(Supplied material begins)
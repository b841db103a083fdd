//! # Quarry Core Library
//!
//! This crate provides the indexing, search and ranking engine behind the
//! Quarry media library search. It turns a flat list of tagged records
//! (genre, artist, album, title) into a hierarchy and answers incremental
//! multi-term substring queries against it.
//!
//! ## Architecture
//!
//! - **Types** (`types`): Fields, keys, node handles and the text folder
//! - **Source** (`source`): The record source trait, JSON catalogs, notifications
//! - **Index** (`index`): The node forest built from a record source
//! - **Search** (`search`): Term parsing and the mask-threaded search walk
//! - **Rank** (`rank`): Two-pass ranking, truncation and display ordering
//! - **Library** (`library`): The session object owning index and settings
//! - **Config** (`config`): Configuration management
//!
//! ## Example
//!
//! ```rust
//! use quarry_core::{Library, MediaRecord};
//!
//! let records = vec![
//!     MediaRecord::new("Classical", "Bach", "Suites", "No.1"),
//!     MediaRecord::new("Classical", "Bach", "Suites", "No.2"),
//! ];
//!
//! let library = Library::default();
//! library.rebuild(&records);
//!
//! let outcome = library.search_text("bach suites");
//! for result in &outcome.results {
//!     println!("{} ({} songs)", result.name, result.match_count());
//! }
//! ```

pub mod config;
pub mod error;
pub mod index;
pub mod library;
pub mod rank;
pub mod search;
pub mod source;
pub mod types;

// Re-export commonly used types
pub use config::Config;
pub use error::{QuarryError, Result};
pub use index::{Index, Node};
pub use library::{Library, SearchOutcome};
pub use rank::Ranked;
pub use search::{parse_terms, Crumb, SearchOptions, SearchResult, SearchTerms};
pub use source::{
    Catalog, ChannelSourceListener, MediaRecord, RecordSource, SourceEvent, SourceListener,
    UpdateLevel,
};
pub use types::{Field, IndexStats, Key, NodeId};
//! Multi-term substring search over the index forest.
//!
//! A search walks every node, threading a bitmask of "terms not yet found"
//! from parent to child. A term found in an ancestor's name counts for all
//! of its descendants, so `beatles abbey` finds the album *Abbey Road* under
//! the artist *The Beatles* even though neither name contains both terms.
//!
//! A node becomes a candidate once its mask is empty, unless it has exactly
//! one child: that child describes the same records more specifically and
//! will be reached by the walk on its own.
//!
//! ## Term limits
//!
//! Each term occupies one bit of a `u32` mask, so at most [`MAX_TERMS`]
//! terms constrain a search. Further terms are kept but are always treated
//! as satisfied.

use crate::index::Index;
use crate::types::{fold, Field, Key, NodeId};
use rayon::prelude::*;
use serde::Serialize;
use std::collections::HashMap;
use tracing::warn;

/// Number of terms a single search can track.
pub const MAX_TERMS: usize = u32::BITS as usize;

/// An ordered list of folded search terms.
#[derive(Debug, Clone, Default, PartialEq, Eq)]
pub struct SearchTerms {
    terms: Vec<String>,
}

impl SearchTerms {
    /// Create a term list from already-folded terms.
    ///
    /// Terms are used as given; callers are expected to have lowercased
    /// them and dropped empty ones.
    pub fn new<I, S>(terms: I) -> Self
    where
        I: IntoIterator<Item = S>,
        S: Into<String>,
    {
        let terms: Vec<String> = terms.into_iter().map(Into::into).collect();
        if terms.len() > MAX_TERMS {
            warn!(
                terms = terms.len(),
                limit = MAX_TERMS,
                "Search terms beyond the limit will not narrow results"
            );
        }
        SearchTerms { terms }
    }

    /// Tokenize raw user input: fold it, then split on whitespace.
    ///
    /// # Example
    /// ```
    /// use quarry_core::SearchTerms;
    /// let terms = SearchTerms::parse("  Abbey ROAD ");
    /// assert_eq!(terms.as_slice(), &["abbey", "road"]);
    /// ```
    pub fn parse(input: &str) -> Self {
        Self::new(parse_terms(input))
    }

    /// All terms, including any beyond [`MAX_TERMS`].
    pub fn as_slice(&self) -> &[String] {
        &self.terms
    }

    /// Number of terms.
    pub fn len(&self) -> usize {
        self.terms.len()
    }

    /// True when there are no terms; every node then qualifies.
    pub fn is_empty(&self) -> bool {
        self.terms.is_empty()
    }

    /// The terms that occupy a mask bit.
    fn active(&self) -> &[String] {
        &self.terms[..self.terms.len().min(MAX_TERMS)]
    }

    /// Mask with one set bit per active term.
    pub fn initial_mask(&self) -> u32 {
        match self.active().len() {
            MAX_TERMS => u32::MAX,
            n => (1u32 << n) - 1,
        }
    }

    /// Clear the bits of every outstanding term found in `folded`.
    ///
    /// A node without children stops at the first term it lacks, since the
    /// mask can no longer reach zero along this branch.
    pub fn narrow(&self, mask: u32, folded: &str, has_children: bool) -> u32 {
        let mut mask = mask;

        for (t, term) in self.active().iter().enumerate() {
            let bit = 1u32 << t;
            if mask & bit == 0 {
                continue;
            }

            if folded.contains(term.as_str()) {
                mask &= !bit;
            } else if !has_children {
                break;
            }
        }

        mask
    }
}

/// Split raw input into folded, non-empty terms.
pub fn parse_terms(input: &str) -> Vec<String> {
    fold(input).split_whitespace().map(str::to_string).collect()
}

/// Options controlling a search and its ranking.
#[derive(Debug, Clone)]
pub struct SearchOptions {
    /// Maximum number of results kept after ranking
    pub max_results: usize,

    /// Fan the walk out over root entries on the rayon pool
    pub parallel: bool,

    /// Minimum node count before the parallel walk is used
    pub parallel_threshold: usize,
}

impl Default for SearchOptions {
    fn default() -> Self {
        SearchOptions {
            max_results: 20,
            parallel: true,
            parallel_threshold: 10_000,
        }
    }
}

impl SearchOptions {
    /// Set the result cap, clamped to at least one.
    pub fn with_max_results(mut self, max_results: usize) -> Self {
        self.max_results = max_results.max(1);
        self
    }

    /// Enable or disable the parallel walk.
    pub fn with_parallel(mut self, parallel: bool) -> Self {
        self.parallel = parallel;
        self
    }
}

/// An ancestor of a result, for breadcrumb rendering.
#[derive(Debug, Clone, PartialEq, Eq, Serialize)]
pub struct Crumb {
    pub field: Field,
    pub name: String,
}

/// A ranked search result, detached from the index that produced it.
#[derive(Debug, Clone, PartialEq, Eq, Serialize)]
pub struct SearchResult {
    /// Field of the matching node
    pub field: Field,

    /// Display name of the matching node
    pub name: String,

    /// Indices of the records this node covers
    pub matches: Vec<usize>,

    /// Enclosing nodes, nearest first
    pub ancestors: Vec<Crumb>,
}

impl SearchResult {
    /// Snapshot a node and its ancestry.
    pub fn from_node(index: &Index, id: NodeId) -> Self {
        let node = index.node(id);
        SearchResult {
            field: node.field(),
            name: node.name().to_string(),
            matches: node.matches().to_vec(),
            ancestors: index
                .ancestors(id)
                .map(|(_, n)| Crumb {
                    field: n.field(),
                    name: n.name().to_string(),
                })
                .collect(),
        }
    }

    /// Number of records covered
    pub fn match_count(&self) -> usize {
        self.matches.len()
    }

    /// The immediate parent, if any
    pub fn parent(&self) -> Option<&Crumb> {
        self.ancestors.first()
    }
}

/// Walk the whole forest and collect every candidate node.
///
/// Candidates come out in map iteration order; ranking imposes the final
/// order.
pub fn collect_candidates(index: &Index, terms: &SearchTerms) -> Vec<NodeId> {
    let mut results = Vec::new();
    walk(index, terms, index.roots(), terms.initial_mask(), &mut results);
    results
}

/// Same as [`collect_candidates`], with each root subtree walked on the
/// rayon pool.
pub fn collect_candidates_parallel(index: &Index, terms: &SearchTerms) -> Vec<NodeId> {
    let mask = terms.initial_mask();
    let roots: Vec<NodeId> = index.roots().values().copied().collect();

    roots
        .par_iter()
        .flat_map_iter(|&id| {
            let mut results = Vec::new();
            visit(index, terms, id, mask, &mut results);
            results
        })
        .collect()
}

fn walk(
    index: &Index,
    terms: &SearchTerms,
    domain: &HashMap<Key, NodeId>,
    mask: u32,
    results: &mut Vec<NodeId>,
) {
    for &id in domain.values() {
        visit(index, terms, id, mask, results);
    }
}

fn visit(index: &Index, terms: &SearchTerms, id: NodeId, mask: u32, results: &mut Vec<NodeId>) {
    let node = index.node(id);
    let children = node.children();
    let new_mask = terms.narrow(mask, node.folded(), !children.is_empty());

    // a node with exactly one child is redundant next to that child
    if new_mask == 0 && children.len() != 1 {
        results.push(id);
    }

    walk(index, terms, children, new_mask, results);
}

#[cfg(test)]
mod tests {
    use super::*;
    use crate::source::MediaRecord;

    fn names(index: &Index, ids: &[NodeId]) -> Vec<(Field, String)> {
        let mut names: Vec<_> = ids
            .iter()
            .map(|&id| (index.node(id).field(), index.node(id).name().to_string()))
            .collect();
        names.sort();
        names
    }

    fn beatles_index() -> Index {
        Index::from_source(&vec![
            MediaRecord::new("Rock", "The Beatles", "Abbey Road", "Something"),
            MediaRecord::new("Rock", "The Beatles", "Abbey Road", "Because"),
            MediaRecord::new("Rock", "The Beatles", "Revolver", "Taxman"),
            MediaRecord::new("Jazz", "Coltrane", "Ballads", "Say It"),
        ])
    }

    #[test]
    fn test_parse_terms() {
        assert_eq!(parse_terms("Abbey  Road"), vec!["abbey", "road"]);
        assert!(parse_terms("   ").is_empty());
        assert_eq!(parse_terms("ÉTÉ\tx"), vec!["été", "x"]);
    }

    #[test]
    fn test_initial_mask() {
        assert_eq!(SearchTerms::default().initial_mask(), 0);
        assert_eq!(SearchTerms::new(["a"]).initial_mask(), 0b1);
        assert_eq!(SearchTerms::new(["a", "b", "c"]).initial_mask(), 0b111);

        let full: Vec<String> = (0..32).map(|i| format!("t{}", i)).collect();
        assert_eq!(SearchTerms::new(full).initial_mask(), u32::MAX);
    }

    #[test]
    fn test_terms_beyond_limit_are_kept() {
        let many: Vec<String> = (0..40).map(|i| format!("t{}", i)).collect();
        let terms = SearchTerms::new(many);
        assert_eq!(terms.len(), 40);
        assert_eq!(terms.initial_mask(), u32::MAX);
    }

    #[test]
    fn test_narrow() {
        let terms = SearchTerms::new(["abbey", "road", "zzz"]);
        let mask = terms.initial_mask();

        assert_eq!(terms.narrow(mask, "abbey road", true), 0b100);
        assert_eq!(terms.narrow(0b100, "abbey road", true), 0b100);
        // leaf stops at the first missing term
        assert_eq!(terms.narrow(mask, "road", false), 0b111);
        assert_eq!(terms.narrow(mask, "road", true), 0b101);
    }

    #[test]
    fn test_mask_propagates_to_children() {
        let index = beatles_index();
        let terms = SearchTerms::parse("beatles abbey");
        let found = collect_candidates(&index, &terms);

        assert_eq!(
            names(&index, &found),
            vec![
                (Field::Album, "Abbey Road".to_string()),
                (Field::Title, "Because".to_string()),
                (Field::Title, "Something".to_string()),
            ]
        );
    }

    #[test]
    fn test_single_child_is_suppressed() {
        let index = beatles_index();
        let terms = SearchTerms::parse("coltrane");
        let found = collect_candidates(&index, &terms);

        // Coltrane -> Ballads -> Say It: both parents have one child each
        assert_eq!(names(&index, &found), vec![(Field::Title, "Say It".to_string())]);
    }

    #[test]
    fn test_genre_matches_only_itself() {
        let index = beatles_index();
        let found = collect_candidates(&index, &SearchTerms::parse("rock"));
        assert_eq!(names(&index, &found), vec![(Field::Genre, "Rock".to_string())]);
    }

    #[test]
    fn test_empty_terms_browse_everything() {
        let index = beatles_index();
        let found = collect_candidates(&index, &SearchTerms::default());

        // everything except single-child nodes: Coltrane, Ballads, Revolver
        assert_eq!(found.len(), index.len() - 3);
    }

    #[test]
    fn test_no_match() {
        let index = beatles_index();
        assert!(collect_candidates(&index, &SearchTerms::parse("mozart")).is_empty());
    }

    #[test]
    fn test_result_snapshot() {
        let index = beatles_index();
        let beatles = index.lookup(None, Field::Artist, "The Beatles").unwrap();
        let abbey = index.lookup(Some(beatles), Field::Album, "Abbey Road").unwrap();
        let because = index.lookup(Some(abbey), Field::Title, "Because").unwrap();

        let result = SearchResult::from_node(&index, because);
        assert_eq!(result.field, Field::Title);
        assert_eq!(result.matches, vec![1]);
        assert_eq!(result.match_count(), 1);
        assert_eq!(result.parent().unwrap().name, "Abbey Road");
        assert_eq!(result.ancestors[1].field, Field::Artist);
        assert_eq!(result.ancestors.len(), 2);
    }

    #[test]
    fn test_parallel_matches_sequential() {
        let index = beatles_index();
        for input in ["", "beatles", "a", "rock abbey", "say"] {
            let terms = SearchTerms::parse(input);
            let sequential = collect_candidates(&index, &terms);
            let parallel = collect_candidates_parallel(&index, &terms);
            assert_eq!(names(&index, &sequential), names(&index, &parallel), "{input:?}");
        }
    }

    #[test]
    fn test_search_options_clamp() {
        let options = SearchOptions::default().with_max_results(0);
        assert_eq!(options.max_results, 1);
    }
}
(Supplied material ends)
Give again the closing portion of the entries, from the line with "let parallel = collect_candidates_parallel(&index, &terms);" through the last line. Keep it exact and add nothing.

▶ **Task response**
            let parallel = collect_candidates_parallel(&index, &terms);
            assert_eq!(names(&index, &sequential), names(&index, &parallel), "{input:?}");
        }
    }

    #[test]
    fn test_search_options_clamp() {
        let options = SearchOptions::default().with_max_results(0);
        assert_eq!(options.max_results, 1);
    }
}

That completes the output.